University of the Philippines (UP) president Danilo Concepcion has bared plans to establish a medical complex in Quezon City that will feature a medical school, a second Philippine General Hospital (PGH) and a cancer research institute. 

During his investiture speech on Wednesday, Concepcion confirmed plans to establish a second PGH at the university’s flagship campus in Diliman, Quezon City. 
He said the PGH will be part of the medical complex that will also include a college of medicine and the Genomic Cancer Research Institute. 

“This medical complex will serve the UP Diliman community and the north of Metro Manila. On the one hand, the College of Medicine will result in a substantial increase in the number of medical students we shall train to increase the number of doctors in our country,” Concepcion said. 

“The Genomic Cancer Research Institute will focus on finding cures for cancer, using the science of genomics as a major tool,” he added. 

The UP president said they conceive PGH-Diliman to be the most modern and well-equipped hospital in the country. 

“We believe that we can make this dream happen with your support and the help of our national and local governments,” he said. 

The plan for the medical complex, including sources of funds, has yet to be finalized.
In his speech, Concepcion also bared other plans, including support for faculty, staff, and students. 
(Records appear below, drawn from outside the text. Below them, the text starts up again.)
use {
    super::{
        super::mod_ring::{ModRing, ModRingElementRef, RingRefExt, UintExp, UintMont},
        CryptoGroup,
    },
    anyhow::{ensure, Result},
    num_traits::Inv,
    std::{
        fmt::{self, Debug, Formatter},
        ops::{Add, AddAssign, Div, DivAssign, Mul, MulAssign, Neg, Sub, SubAssign},
    },
    subtle::{Choice, ConditionallySelectable, ConstantTimeEq},
};

#[derive(Clone, Copy, PartialEq, Eq, PartialOrd, Ord, Debug)]
pub struct EllipticCurve<U, V>
where
    U: UintMont + ConditionallySelectable,
    V: UintMont + UintExp,
{
    base_field:      ModRing<U>,
    scalar_field:    ModRing<V>,
    a_monty:         U,
    b_monty:         U,
    cofactor:        V,
    generator_monty: (U, U),
}

#[derive(Clone, Copy, PartialEq, Eq, PartialOrd, Ord)]
pub struct EllipticCurvePoint<'a, U, V>
where
    U: UintMont + ConditionallySelectable,
    V: UintMont + UintExp,
{
    curve:       &'a EllipticCurve<U, V>,
    coordinates: Coordinates<'a, U>,
}

#[derive(Clone, Copy, PartialEq, Eq, PartialOrd, Ord, Debug)]
enum Coordinates<'a, U>
where
    U: UintMont + ConditionallySelectable,
{
    Infinity,
    Affine(ModRingElementRef<'a, U>, ModRingElementRef<'a, U>),
}

impl<U, V> EllipticCurve<U, V>
where
    U: UintMont + ConditionallySelectable,
    V: UintMont + UintExp,
{
    pub fn new(modulus: U, a: U, b: U, x: U, y: U, order: V, cofactor: V) -> Result<Self> {
        ensure!(a < modulus, "a not in field");
        ensure!(b < modulus, "b not in field");
        ensure!(x < modulus, "x not in field");
        ensure!(y < modulus, "y not in field");
        let base_field = ModRing::from_modulus(modulus);
        let scalar_field = ModRing::from_modulus(order);
        let a = base_field.from(a);
        let b = base_field.from(b);
        let x = base_field.from(x);
        let y = base_field.from(y);

        // Ensure non-singular
        let c4 = base_field.from_u64(4);
        let c27 = base_field.from_u64(27);
        ensure!(
            c4 * a.pow(3) + c27 * b.pow(2) != base_field.zero(),
            "Singular curve"
        );

        // Ensure generator is on curve
        ensure!(y.pow(2) == x.pow(3) + a * x + b, "Generator not on curve");

        let curve = Self {
            base_field,
            scalar_field,
            a_monty: a.as_montgomery(),
            b_monty: b.as_montgomery(),
            cofactor,
            generator_monty: (x.as_montgomery(), y.as_montgomery()),
        };

        // Ensure generator has order `order`
        let generator = curve.generator();
        ensure!(
            generator.mul_uint(order) == curve.infinity(),
            "Generator order mismatch"
        );

        Ok(curve)
    }

    pub const fn base_field(&self) -> &ModRing<U> {
        &self.base_field
    }

    pub const fn scalar_field(&self) -> &ModRing<V> {
        &self.scalar_field
    }

    pub fn a(&self) -> ModRingElementRef<'_, U> {
        self.base_field.from_montgomery(self.a_monty)
    }

    pub fn b(&self) -> ModRingElementRef<'_, U> {
        self.base_field.from_montgomery(self.b_monty)
    }

    pub const fn cofactor(&self) -> V {
        self.cofactor
    }

    pub fn generator(&self) -> EllipticCurvePoint<'_, U, V> {
        EllipticCurvePoint {
            curve:       self,
            coordinates: Coordinates::Affine(
                self.base_field.from_montgomery(self.generator_monty.0),
                self.base_field.from_montgomery(self.generator_monty.1),
            ),
        }
    }

    /// Point at infinity
    pub const fn infinity(&self) -> EllipticCurvePoint<'_, U, V> {
        EllipticCurvePoint {
            curve:       self,
            coordinates: Coordinates::Infinity,
        }
    }

    pub fn from_affine<'a>(
        &'a self,
        x: ModRingElementRef<'a, U>,
        y: ModRingElementRef<'a, U>,
    ) -> Result<EllipticCurvePoint<'a, U, V>> {
        self.ensure_valid(x, y)?;
        Ok(EllipticCurvePoint {
            curve:       self,
            coordinates: Coordinates::Affine(x, y),
        })
    }

    pub fn from_montgomery(
        &self,
        coordinates: Option<(U, U)>,
    ) -> Result<EllipticCurvePoint<'_, U, V>> {
        match coordinates {
            Some((x, y)) => self.from_affine(
                self.base_field.from_montgomery(x),
                self.base_field.from_montgomery(y),
            ),
            None => Ok(self.infinity()),
        }
    }

    fn ensure_valid<'a>(
        &'a self,
        x: ModRingElementRef<'a, U>,
        y: ModRingElementRef<'a, U>,
    ) -> Result<()> {
        ensure!(x.ring() == &self.base_field);
        ensure!(y.ring() == &self.base_field);

        // Check curve equation y^2 = x^3 + ax + b
        ensure!(
            y.pow(2) == x.pow(3) + self.a() * x + self.b(),
            "Point not on curve."
        );

        if self.cofactor() != V::one() {
            let point = EllipticCurvePoint {
                curve:       self,
                coordinates: Coordinates::Affine(x, y),
            };
            ensure!(
                point.mul_uint(self.scalar_field().modulus()) == self.infinity(),
                "Point not in subgroup."
            );
        }
        Ok(())
    }
}

impl<'a, U, V> EllipticCurvePoint<'a, U, V>
where
    U: UintMont + ConditionallySelectable,
    V: UintMont + UintExp,
{
    pub const fn curve(&self) -> &'a EllipticCurve<U, V> {
        self.curve
    }

    pub const fn as_monty(&self) -> Option<(U, U)> {
        match self.coordinates {
            Coordinates::Infinity => None,
            Coordinates::Affine(x, y) => Some((x.as_montgomery(), y.as_montgomery())),
        }
    }

    pub const fn x(&self) -> Option<ModRingElementRef<'a, U>> {
        match self.coordinates {
            Coordinates::Infinity => None,
            Coordinates::Affine(x, _) => Some(x),
        }
    }

    pub const fn y(&self) -> Option<ModRingElementRef<'a, U>> {
        match self.coordinates {
            Coordinates::Infinity => None,
            Coordinates::Affine(_, y) => Some(y),
        }
    }

    fn mul_uint<W: UintExp>(mut self, scalar: W) -> Self {
        let mut result = self.curve.infinity();
        for i in 0..scalar.bit_len() {
            result.conditional_assign(&(result + self), scalar.bit_ct(i));
            self += self;
        }
        result
    }
}

macro_rules! forward_fmt {
    ($($trait:path),+) => {
        $(
            impl<'a, U, V> $trait for EllipticCurvePoint<'a, U, V>
            where
                U: UintMont + ConditionallySelectable + $trait,
                V: UintMont + UintExp,
            {
                fn fmt(&self, f: &mut Formatter) -> fmt::Result {
                    match self.coordinates {
                        Coordinates::Infinity => write!(f, "Infinity"),
                        Coordinates::Affine(x, y) => {
                            write!(f, "(")?;
                            <ModRingElementRef<'_, U> as $trait>::fmt(&x, f)?;
                            write!(f, ", ")?;
                            <ModRingElementRef<'_, U> as $trait>::fmt(&y, f)?;
                            write!(f, ")")
                        }
                    }
                }
            }
        )+
    };
}

forward_fmt!(
    fmt::Debug,
    fmt::Display,
    fmt::Binary,
    fmt::Octal,
    fmt::LowerHex,
    fmt::UpperHex
);

impl<U, V> Add for EllipticCurvePoint<'_, U, V>
where
    U: UintMont + ConditionallySelectable,
    V: UintMont + UintExp,
{
    type Output = Self;

    fn add(self, other: Self) -> Self::Output {
        assert_eq!(self.curve, other.curve);
        // TODO: Use constant time inversions
        match (self.coordinates, other.coordinates) {
            (Coordinates::Infinity, _) => other,
            (_, Coordinates::Infinity) => self,
            (Coordinates::Affine(x1, y1), Coordinates::Affine(x2, y2)) => {
                // https://hyperelliptic.org/EFD/g1p/auto-shortw.html
                if x1 == x2 {
                    if y1 == y2 {
                        // Point doubling
                        let lambda = (self.curve.base_field.from_u64(3) * x1.pow(2)
                            + self.curve.a())
                            / (self.curve.base_field.from_u64(2) * y1);
                        let lambda = lambda.unwrap();
                        let x3 = lambda.pow(2) - self.curve.base_field.from_u64(2) * x1;
                        let y3 = lambda * (x1 - x3) - y1;
                        EllipticCurvePoint {
                            curve:       self.curve,
                            coordinates: Coordinates::Affine(x3, y3),
                        }
                    } else {
                        // Point at infinity
                        self.curve.infinity()
                    }
                } else {
                    let lambda = (y2 - y1) / (x2 - x1);
                    let lambda = lambda.unwrap();
                    let x3 = lambda.pow(2) - x1 - x2;
                    let y3 = lambda * (x1 - x3) - y1;
                    self.curve.from_affine(x3, y3).unwrap()
                }
            }
        }
    }
}

impl<U, V> AddAssign for EllipticCurvePoint<'_, U, V>
where
    U: UintMont + ConditionallySelectable,
    V: UintMont + UintExp,
{
    fn add_assign(&mut self, other: Self) {
        *self = *self + other;
    }
}

impl<U, V> Neg for EllipticCurvePoint<'_, U, V>
where
    U: UintMont + ConditionallySelectable,
    V: UintMont + UintExp,
{
    type Output = Self;

    fn neg(self) -> Self::Output {
        match self.coordinates {
            Coordinates::Infinity => self,
            Coordinates::Affine(x, y) => EllipticCurvePoint {
                curve:       self.curve,
                coordinates: Coordinates::Affine(x, -y),
            },
        }
    }
}

impl<U, V> Sub for EllipticCurvePoint<'_, U, V>
where
    U: UintMont + ConditionallySelectable,
    V: UintMont + UintExp,
{
    type Output = Self;

    fn sub(self, other: Self) -> Self::Output {
        self + other.neg()
    }
}

impl<U, V> SubAssign for EllipticCurvePoint<'_, U, V>
where
    U: UintMont + ConditionallySelectable,
    V: UintMont + UintExp,
{
    fn sub_assign(&mut self, other: Self) {
        *self = *self - other;
    }
}

impl<'a, U, V> Mul<ModRingElementRef<'a, V>> for EllipticCurvePoint<'a, U, V>
where
    U: UintMont + ConditionallySelectable,
    V: UintMont + UintExp,
{
    type Output = Self;

    fn mul(self, scalar: ModRingElementRef<'a, V>) -> Self::Output {
        assert_eq!(scalar.ring(), self.curve.scalar_field());
        self.mul_uint(scalar.to_uint())
    }
}

impl<'a, U, V> MulAssign<ModRingElementRef<'a, V>> for EllipticCurvePoint<'a, U, V>
where
    U: UintMont + ConditionallySelectable,
    V: UintMont + UintExp,
{
    fn mul_assign(&mut self, scalar: ModRingElementRef<'a, V>) {
        *self = *self * scalar;
    }
}

impl<'a, U, V> Div<ModRingElementRef<'a, V>> for EllipticCurvePoint<'a, U, V>
where
    U: UintMont + ConditionallySelectable,
    V: UintMont + UintExp,
{
    type Output = Option<Self>;

    fn div(self, scalar: ModRingElementRef<'a, V>) -> Self::Output {
        scalar.inv().map(|inv| self * inv)
    }
}

impl<'a, U, V> DivAssign<ModRingElementRef<'a, V>> for EllipticCurvePoint<'a, U, V>
where
    U: UintMont + ConditionallySelectable,
    V: UintMont + UintExp,
{
    fn div_assign(&mut self, scalar: ModRingElementRef<'a, V>) {
        *self = self.div(scalar).expect("Element is not invertible");
    }
}

/// Conditionally select an Elliptic Curve Point
///
/// Note: Points must have identical representation (Infinity / Affine) for
/// constant-time.
///
/// # Panics
///
/// Panics if the points are not on the same curve
impl<'a, U, V> ConditionallySelectable for EllipticCurvePoint<'a, U, V>
where
    U: UintMont + ConditionallySelectable,
    V: UintMont + UintExp,
{
    fn conditional_select(a: &Self, b: &Self, choice: Choice) -> Self {
        assert_eq!(a.curve, b.curve);
        use Coordinates::*;
        let coordinates = match (&a.coordinates, &b.coordinates) {
            (Infinity, Infinity) => Infinity,
            (Affine(ax, ay), Affine(bx, by)) => Affine(
                ModRingElementRef::<'a, U>::conditional_select(ax, bx, choice),
                ModRingElementRef::<'a, U>::conditional_select(ay, by, choice),
            ),
            (a, b) => {
                if bool::from(choice) {
                    *b
                } else {
                    *a
                }
            }
        };
        Self {
            curve: a.curve,
            coordinates,
        }
    }
}

/// Constant time coordinate equality check.
///
/// Warning: Only constant time in coordinates, not in Infinity / Affine cases
/// distinction.
///
/// # Panics
///
/// Panics if the points are not on the same curve
impl<U, V> ConstantTimeEq for EllipticCurvePoint<'_, U, V>
where
    U: UintMont + ConditionallySelectable + ConstantTimeEq,
    V: UintMont + UintExp,
{
    fn ct_eq(&self, other: &Self) -> Choice {
        use Coordinates::*;
        assert_eq!(self.curve, other.curve);
        match (&self.coordinates, &other.coordinates) {
            (Infinity, Infinity) => Choice::from(1),
            (Affine(ax, ay), Affine(bx, by)) => ax.ct_eq(bx) & ay.ct_eq(by),
            _ => Choice::from(0),
        }
    }
}

impl<'a, U, V> CryptoGroup<'a> for EllipticCurve<U, V>
where
    U: 'a + UintMont + ConditionallySelectable,
    V: 'a + UintMont + UintExp,
{
    type BaseElement = EllipticCurvePoint<'a, U, V>;
    type ScalarElement = ModRingElementRef<'a, V>;

    fn generator(&'a self) -> Self::BaseElement {
        self.generator()
    }

    fn random_scalar(&'a self, rng: &mut dyn super::CryptoCoreRng) -> Self::ScalarElement {
        self.scalar_field().random(rng)
    }
}

#[cfg(test)]
mod tests {
    use super::super::{
        named::{secp192r1, secp224r1, secp256r1, secp384r1, secp521r1},
        test_dh, test_schnorr,
    };

    #[test]
    fn test_secp192r1() {
        let group = secp192r1();
        test_dh(&group);
        test_schnorr(&group);
    }

    #[test]
    fn test_secp224r1() {
        let group = secp224r1();
        test_dh(&group);
        test_schnorr(&group);
    }

    #[test]
    fn test_secp256r1() {
        let group = secp256r1();
        test_dh(&group);
        test_schnorr(&group);
    }

    #[test]
    fn test_secp384r1() {
        let group = secp384r1();
        test_dh(&group);
        test_schnorr(&group);
    }

    #[test]
    fn test_secp521r1() {
        let group = secp521r1();
        test_dh(&group);
        test_schnorr(&group);
    }
}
He also stressed the need to rehabilitate buildings in different campuses of the university. 

“It entails the repair, restoration, and improvement of our buildings and dormitories. The time has come to put an end to the not-so-amusing joke that there is no clean or decent toilet in UP,” he said.

Return service

Concepcion also raised the possibility of implementing a return-service program for graduates, especially in light of the implementation of the free college tuition policy. 

“This return service will be for one year after graduation. Our graduates will be required to teach senior high school students in public high schools that we will identify as UP feeder schools. This scheme, we hope, will uplift the quality of the graduates from these feeder schools,” he said. 

“The return-service condition, however, will be voluntary. Any student may opt out from this condition before graduation by paying his tuition, or the cost of his education if he will opt out after graduation. The return service to be rendered by our graduates will not be for free. Our students who will decide to teach will be compensated properly,” he added. 

Concepcion said they are very optimistic that the students will choose to render return service.